Pamela Karlan the head of the DOJ’s civil rights division in a memo said that based on the Supreme Court’s decision in Bostock v. Clayton County, the 1972 education civil rights law known as Title IX should be read as covering gay and transgender students.
Karlan wrote,
“After considering the text of Title IX, Supreme Court caselaw, and developing jurisprudence in this area, the Division has determined that the best reading of Title IX’s prohibition on discrimination ‘on the basis of sex’ is that it includes discrimination on the basis of gender identity and sexual orientation.”
In educational institutions that receive federal funding, Title IX prohibits discrimination
“on the basis of sex.”
The court ruled 6-3 last year that the language in Title VII of the 1964 Civil Rights Act prohibiting employment discrimination based on “sex” covered workers’ gender identity and sexual orientation.

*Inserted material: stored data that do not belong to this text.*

//! Input forwarding types.
//!
//! When the toolkit renders offscreen it never sees OS input, so the bridge
//! can forward host pointer and focus events through the relation's
//! coordinate mapping. This is opt-in via
//! [`BridgeConfig::forward_input`](horizon_graft_core::BridgeConfig).

use horizon_graft_core::{CoordinateMapping, HostPoint, HostSize, ToolkitPoint};

/// A pointer button.
#[derive(Debug, Clone, Copy, PartialEq, Eq, Hash)]
pub enum PointerButton {
    Primary,
    Secondary,
    Middle,
    Back,
    Forward,
    Other(u16),
}

/// A scroll amount.
#[derive(Debug, Clone, Copy, PartialEq)]
pub enum ScrollDelta {
    /// Whole lines or rows, as reported by a mouse wheel.
    Lines { x: f32, y: f32 },
    /// Precise deltas in the coordinate units of the receiving side.
    Pixels { x: f64, y: f64 },
}

/// An input event in host coordinates.
#[derive(Debug, Clone, Copy, PartialEq)]
pub enum HostInput {
    PointerMoved(HostPoint),
    PointerButton {
        position: HostPoint,
        button: PointerButton,
        pressed: bool,
    },
    Scroll {
        position: HostPoint,
        delta: ScrollDelta,
    },
    PointerLeft,
    Focus(bool),
}

/// An input event in toolkit coordinates.
#[derive(Debug, Clone, Copy, PartialEq)]
pub enum ToolkitInput {
    PointerMoved(ToolkitPoint),
    PointerButton {
        position: ToolkitPoint,
        button: PointerButton,
        pressed: bool,
    },
    Scroll {
        position: ToolkitPoint,
        delta: ScrollDelta,
    },
    PointerLeft,
    Focus(bool),
}

impl HostInput {
    /// Translate into toolkit coordinates for a content area of `container`.
    pub fn translate(&self, mapping: &CoordinateMapping, container: HostSize) -> ToolkitInput {
        let point = |p: HostPoint| mapping.host_to_toolkit_point(p, container);
        match *self {
            Self::PointerMoved(position) => ToolkitInput::PointerMoved(point(position)),
            Self::PointerButton {
                position,
                button,
                pressed,
            } => ToolkitInput::PointerButton {
                position: point(position),
                button,
                pressed,
            },
            Self::Scroll { position, delta } => ToolkitInput::Scroll {
                position: point(position),
                delta: match delta {
                    ScrollDelta::Pixels { x, y } => ScrollDelta::Pixels {
                        x: x / mapping.scale(),
                        y: y / mapping.scale(),
                    },
                    lines => lines,
                },
            },
            Self::PointerLeft => ToolkitInput::PointerLeft,
            Self::Focus(focused) => ToolkitInput::Focus(focused),
        }
    }
}
//! Window configuration and builder.
//!
//! This module provides `WindowConfig`, a builder for the options a native
//! top-level window is created with.

use winit::dpi::{PhysicalPosition, PhysicalSize, Position, Size};
use winit::window::{Window, WindowAttributes};

use horizon_graft_core::{ConstraintViolation, HostSize};

/// Configuration for creating a native window.
///
/// The content size is mandatory and measured in host units, excluding the
/// title bar and borders.
///
/// # Example
///
/// ```
/// use horizon_graft::window::WindowConfig;
///
/// let config = WindowConfig::new("Demo", 800, 600)
///     .with_min_size(320, 240)
///     .with_resizable(true);
///
/// assert_eq!(config.title(), "Demo");
/// assert!(config.validate().is_ok());
/// ```
#[derive(Debug, Clone, PartialEq)]
pub struct WindowConfig {
    /// Window title. May be empty.
    title: String,
    /// Requested content size.
    size: HostSize,
    /// Minimum content size.
    min_size: Option<HostSize>,
    /// Initial window position.
    position: Option<(i32, i32)>,
    /// Whether the user can resize the window.
    resizable: bool,
    /// Whether the window has standard chrome (title bar, borders).
    decorations: bool,
}

impl WindowConfig {
    /// Create a configuration with a title and content size.
    pub fn new(title: impl Into<String>, width: u32, height: u32) -> Self {
        Self {
            title: title.into(),
            size: HostSize::new(width, height),
            min_size: None,
            position: None,
            resizable: true,
            decorations: true,
        }
    }

    /// Set the title.
    pub fn with_title(mut self, title: impl Into<String>) -> Self {
        self.title = title.into();
        self
    }

    /// Set the content size.
    pub fn with_size(mut self, width: u32, height: u32) -> Self {
        self.size = HostSize::new(width, height);
        self
    }

    /// Set the minimum content size.
    pub fn with_min_size(mut self, width: u32, height: u32) -> Self {
        self.min_size = Some(HostSize::new(width, height));
        self
    }

    /// Set the initial position of the window.
    pub fn with_position(mut self, x: i32, y: i32) -> Self {
        self.position = Some((x, y));
        self
    }

    /// Set whether the window is resizable.
    pub fn with_resizable(mut self, resizable: bool) -> Self {
        self.resizable = resizable;
        self
    }

    /// Set whether the window has decorations.
    pub fn with_decorations(mut self, decorations: bool) -> Self {
        self.decorations = decorations;
        self
    }

    pub fn title(&self) -> &str {
        &self.title
    }

    pub fn size(&self) -> HostSize {
        self.size
    }

    pub fn min_size(&self) -> Option<HostSize> {
        self.min_size
    }

    pub fn position(&self) -> Option<(i32, i32)> {
        self.position
    }

    pub fn is_resizable(&self) -> bool {
        self.resizable
    }

    pub fn has_decorations(&self) -> bool {
        self.decorations
    }

    /// Reject sizes no host can honour.
    ///
    /// Runs before any host call is made.
    pub fn validate(&self) -> Result<(), ConstraintViolation> {
        if self.size.is_empty() {
            return Err(ConstraintViolation::ZeroDimension {
                width: self.size.width,
                height: self.size.height,
            });
        }
        if let Some(min) = self.min_size
            && min.is_empty()
        {
            return Err(ConstraintViolation::ZeroDimension {
                width: min.width,
                height: min.height,
            });
        }
        Ok(())
    }

    /// Convert to winit `WindowAttributes`.
    ///
    /// Sizes are physical so the created window's inner size equals the
    /// requested content size. The window starts hidden; it becomes visible
    /// through [`NativeWindow::show`](super::NativeWindow::show).
    pub fn to_window_attributes(&self) -> WindowAttributes {
        let mut attrs = Window::default_attributes()
            .with_title(&self.title)
            .with_inner_size(Size::Physical(PhysicalSize::new(
                self.size.width,
                self.size.height,
            )))
            .with_resizable(self.resizable)
            .with_decorations(self.decorations)
            .with_visible(false);

        if let Some(min) = self.min_size {
            attrs = attrs.with_min_inner_size(Size::Physical(PhysicalSize::new(min.width, min.height)));
        }

        if let Some((x, y)) = self.position {
            attrs = attrs.with_position(Position::Physical(PhysicalPosition::new(x, y)));
        }

        attrs
    }
}
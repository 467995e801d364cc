//! Integration tests for native window creation.

use horizon_graft::backend::HeadlessHost;
use horizon_graft::window::{NativeWindow, WindowConfig, WindowState, create_native_window};
use horizon_graft::{ConstraintViolation, GraftError, HostSize};

#[test]
fn test_content_size_matches_request() {
    let mut host = HeadlessHost::new();
    for (width, height) in [(1, 1), (800, 600), (1920, 1080), (3, 7000)] {
        let window = create_native_window(&mut host, "sized", width, height).unwrap();
        assert_eq!(window.content_size(), HostSize::new(width, height));
        assert_eq!(window.state(), WindowState::Created);
    }
}

#[test]
fn test_demo_window() {
    let mut host = HeadlessHost::new();
    let window = create_native_window(&mut host, "Demo", 800, 600).unwrap();
    let probe = host.last_window().unwrap();

    assert_eq!(window.title(), "Demo");
    assert_eq!(probe.title(), "Demo");
    assert_eq!(window.content_size(), HostSize::new(800, 600));
    assert_eq!(window.state(), WindowState::Created);
    assert!(!probe.is_visible());
    assert!(window.embedded_relation().is_none());
}

#[test]
fn test_zero_dimensions_are_constraint_violations() {
    let mut host = HeadlessHost::new();
    for (width, height) in [(0, 600), (800, 0), (0, 0)] {
        let err = create_native_window(&mut host, "bad", width, height).unwrap_err();
        assert_eq!(
            err,
            GraftError::ConstraintViolation(ConstraintViolation::ZeroDimension { width, height })
        );
    }
    assert!(host.windows().is_empty());
}

#[test]
fn test_refused_allocation_yields_no_window() {
    let mut host = HeadlessHost::new();
    host.refuse_next_window("too many windows");

    let err = create_native_window(&mut host, "Demo", 800, 600).unwrap_err();
    assert!(matches!(err, GraftError::AllocationFailure(_)));
    assert!(host.windows().is_empty());

    // The next attempt is the caller's decision and succeeds.
    assert!(create_native_window(&mut host, "Demo", 800, 600).is_ok());
}

#[test]
fn test_show_close_lifecycle() {
    let mut host = HeadlessHost::new();
    let mut window = create_native_window(&mut host, "", 320, 240).unwrap();
    let probe = host.last_window().unwrap();

    window.show().unwrap();
    assert_eq!(window.state(), WindowState::Shown);
    assert!(probe.is_visible());

    window.set_title("Renamed").unwrap();
    assert_eq!(probe.title(), "Renamed");

    window.close();
    assert_eq!(window.state(), WindowState::Closed);
    assert!(probe.is_closed());
    assert_eq!(
        window.show().unwrap_err().constraint(),
        Some(&ConstraintViolation::WindowClosed)
    );
}

#[test]
fn test_config_options_reach_host() {
    let mut host = HeadlessHost::new().with_scale_factor(2.0);
    let config = WindowConfig::new("Configured", 640, 480)
        .with_min_size(320, 240)
        .with_resizable(false);
    let window = NativeWindow::create(&mut host, &config).unwrap();

    assert_eq!(window.scale_factor(), 2.0);
    assert_eq!(window.content_size(), HostSize::new(640, 480));
}

#[test]
fn test_programmatic_resize() {
    let mut host = HeadlessHost::new();
    let mut window = create_native_window(&mut host, "Demo", 800, 600).unwrap();
    let probe = host.last_window().unwrap();

    window.request_content_size(1024, 768).unwrap();
    assert_eq!(window.content_size(), HostSize::new(1024, 768));

    probe.defer_resizes(true);
    window.request_content_size(640, 480).unwrap();
    assert_eq!(window.content_size(), HostSize::new(1024, 768));
    window.notify_content_resized(probe.content_size());
    assert_eq!(window.content_size(), HostSize::new(640, 480));

    assert!(window.request_content_size(0, 480).unwrap_err().is_constraint_violation());
}

#[test]
fn test_content_size_is_requested_size_before_host_settles() {
    let mut host = HeadlessHost::new().with_unconfigured_windows();
    let mut window = create_native_window(&mut host, "Demo", 800, 600).unwrap();
    let probe = host.last_window().unwrap();

    assert_eq!(probe.content_size(), HostSize::default());
    assert_eq!(window.content_size(), HostSize::new(800, 600));

    // The window manager settles on another size later.
    window.notify_content_resized(probe.drag_to(HostSize::new(790, 580)));
    assert_eq!(window.content_size(), HostSize::new(790, 580));
}
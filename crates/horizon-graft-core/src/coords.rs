//! Coordinate translation between the host platform and the foreign toolkit.
//!
//! The two systems can disagree on two things: how many host units make up
//! one toolkit unit (the scale), and which corner of the content area is the
//! origin. [`CoordinateMapping`] captures both explicitly and every
//! translation is a pure function of a mapping and its input, so the same
//! host size always produces the same toolkit size no matter how many resizes
//! came before.
//!
//! # Example
//!
//! ```
//! use horizon_graft_core::{CoordinateMapping, HostSize, Origin, ToolkitSize};
//!
//! // A HiDPI host (2 physical pixels per logical unit) feeding a
//! // bottom-left-origin toolkit.
//! let mapping = CoordinateMapping::new(2.0, Origin::TopLeft, Origin::BottomLeft).unwrap();
//!
//! let size = mapping.host_to_toolkit_size(HostSize::new(1600, 1200));
//! assert_eq!(size, ToolkitSize::new(800, 600));
//! assert_eq!(mapping.toolkit_to_host_size(size), HostSize::new(1600, 1200));
//! ```

use serde::{Deserialize, Serialize};

use crate::error::ConstraintViolation;
use crate::geometry::{HostPoint, HostSize, ToolkitPoint, ToolkitSize};

/// Which corner of a content area holds coordinate (0, 0).
#[derive(Debug, Clone, Copy, PartialEq, Eq, Hash, Default, Serialize, Deserialize)]
#[serde(rename_all = "snake_case")]
pub enum Origin {
    /// Y grows downwards (winit, Win32, X11, GTK).
    #[default]
    TopLeft,
    /// Y grows upwards (AppKit, OpenGL).
    BottomLeft,
}

/// Translation parameters between host units and toolkit units.
#[derive(Debug, Clone, Copy, PartialEq)]
pub struct CoordinateMapping {
    /// Host units per toolkit unit.
    scale: f64,
    host_origin: Origin,
    toolkit_origin: Origin,
}

impl CoordinateMapping {
    /// Create a mapping.
    ///
    /// # Errors
    ///
    /// Returns [`ConstraintViolation::NonPositiveScale`] if `scale` is zero,
    /// negative, or not finite.
    pub fn new(
        scale: f64,
        host_origin: Origin,
        toolkit_origin: Origin,
    ) -> Result<Self, ConstraintViolation> {
        validate_scale(scale)?;
        Ok(Self {
            scale,
            host_origin,
            toolkit_origin,
        })
    }

    /// The 1:1, top-left to top-left mapping.
    pub const fn identity() -> Self {
        Self {
            scale: 1.0,
            host_origin: Origin::TopLeft,
            toolkit_origin: Origin::TopLeft,
        }
    }

    /// Host units per toolkit unit.
    pub fn scale(&self) -> f64 {
        self.scale
    }

    /// The host's origin convention.
    pub fn host_origin(&self) -> Origin {
        self.host_origin
    }

    /// The toolkit's origin convention.
    pub fn toolkit_origin(&self) -> Origin {
        self.toolkit_origin
    }

    /// Returns a copy of this mapping with a different scale.
    pub fn with_scale(self, scale: f64) -> Result<Self, ConstraintViolation> {
        Self::new(scale, self.host_origin, self.toolkit_origin)
    }

    /// Returns true if translation is a no-op.
    pub fn is_identity(&self) -> bool {
        self.scale == 1.0 && self.host_origin == self.toolkit_origin
    }

    /// Translate a content size from host units to toolkit units.
    ///
    /// Sizes are origin independent. Fractional results are rounded to the
    /// nearest unit.
    pub fn host_to_toolkit_size(&self, size: HostSize) -> ToolkitSize {
        ToolkitSize::new(
            scale_down(size.width, self.scale),
            scale_down(size.height, self.scale),
        )
    }

    /// Translate a size from toolkit units back to host units.
    pub fn toolkit_to_host_size(&self, size: ToolkitSize) -> HostSize {
        HostSize::new(
            scale_up(size.width, self.scale),
            scale_up(size.height, self.scale),
        )
    }

    /// Translate a point inside a content area of `container` host size.
    ///
    /// The container height is needed to flip the Y axis when the origins
    /// differ.
    pub fn host_to_toolkit_point(&self, point: HostPoint, container: HostSize) -> ToolkitPoint {
        let height = f64::from(container.height);
        let top_down_y = match self.host_origin {
            Origin::TopLeft => point.y,
            Origin::BottomLeft => height - point.y,
        };

        let x = point.x / self.scale;
        let y = top_down_y / self.scale;
        let y = match self.toolkit_origin {
            Origin::TopLeft => y,
            Origin::BottomLeft => height / self.scale - y,
        };
        ToolkitPoint::new(x, y)
    }

    /// Translate a toolkit point back into host units.
    pub fn toolkit_to_host_point(&self, point: ToolkitPoint, container: HostSize) -> HostPoint {
        let height = f64::from(container.height);
        let top_down_y = match self.toolkit_origin {
            Origin::TopLeft => point.y,
            Origin::BottomLeft => height / self.scale - point.y,
        };

        let x = point.x * self.scale;
        let y = top_down_y * self.scale;
        let y = match self.host_origin {
            Origin::TopLeft => y,
            Origin::BottomLeft => height - y,
        };
        HostPoint::new(x, y)
    }
}

impl Default for CoordinateMapping {
    fn default() -> Self {
        Self::identity()
    }
}

/// Check that a scale factor can be used in a mapping.
pub fn validate_scale(scale: f64) -> Result<(), ConstraintViolation> {
    if scale.is_finite() && scale > 0.0 {
        Ok(())
    } else {
        Err(ConstraintViolation::NonPositiveScale(scale))
    }
}

fn scale_down(value: u32, scale: f64) -> u32 {
    (f64::from(value) / scale).round() as u32
}

fn scale_up(value: u32, scale: f64) -> u32 {
    (f64::from(value) * scale).round() as u32
}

Karlan was named principal deputy assistant attorney general by the Biden administration in February after arging the case on behalf of Gerald Bostock, who was fired from his job with Clayton County after discussing his involvement with a gay softball league.
LGBTQ advocates see this as a watershed moment for civil rights, predicting that the majority’s interpretation of “sex” would extend similar protections in areas like housing, education and health care.
But just days before Biden was inaugurated Trump told his DOJ to issue a memo saying it would not be applying the standard in the Bostock decision to other areas.
On Inauguration Day Biden signed an executive order pledging to
“prevent and combat discrimination on the basis of gender identity or sexual orientation.”
Two days later the DOJ rescinded the Trump administration’s memo.
Amazing that we are “all created equal’ is worthy of applause in 2021, but after Trump, apparently it needs to be restated. The GOP hates it when minority groups get the same rights they have.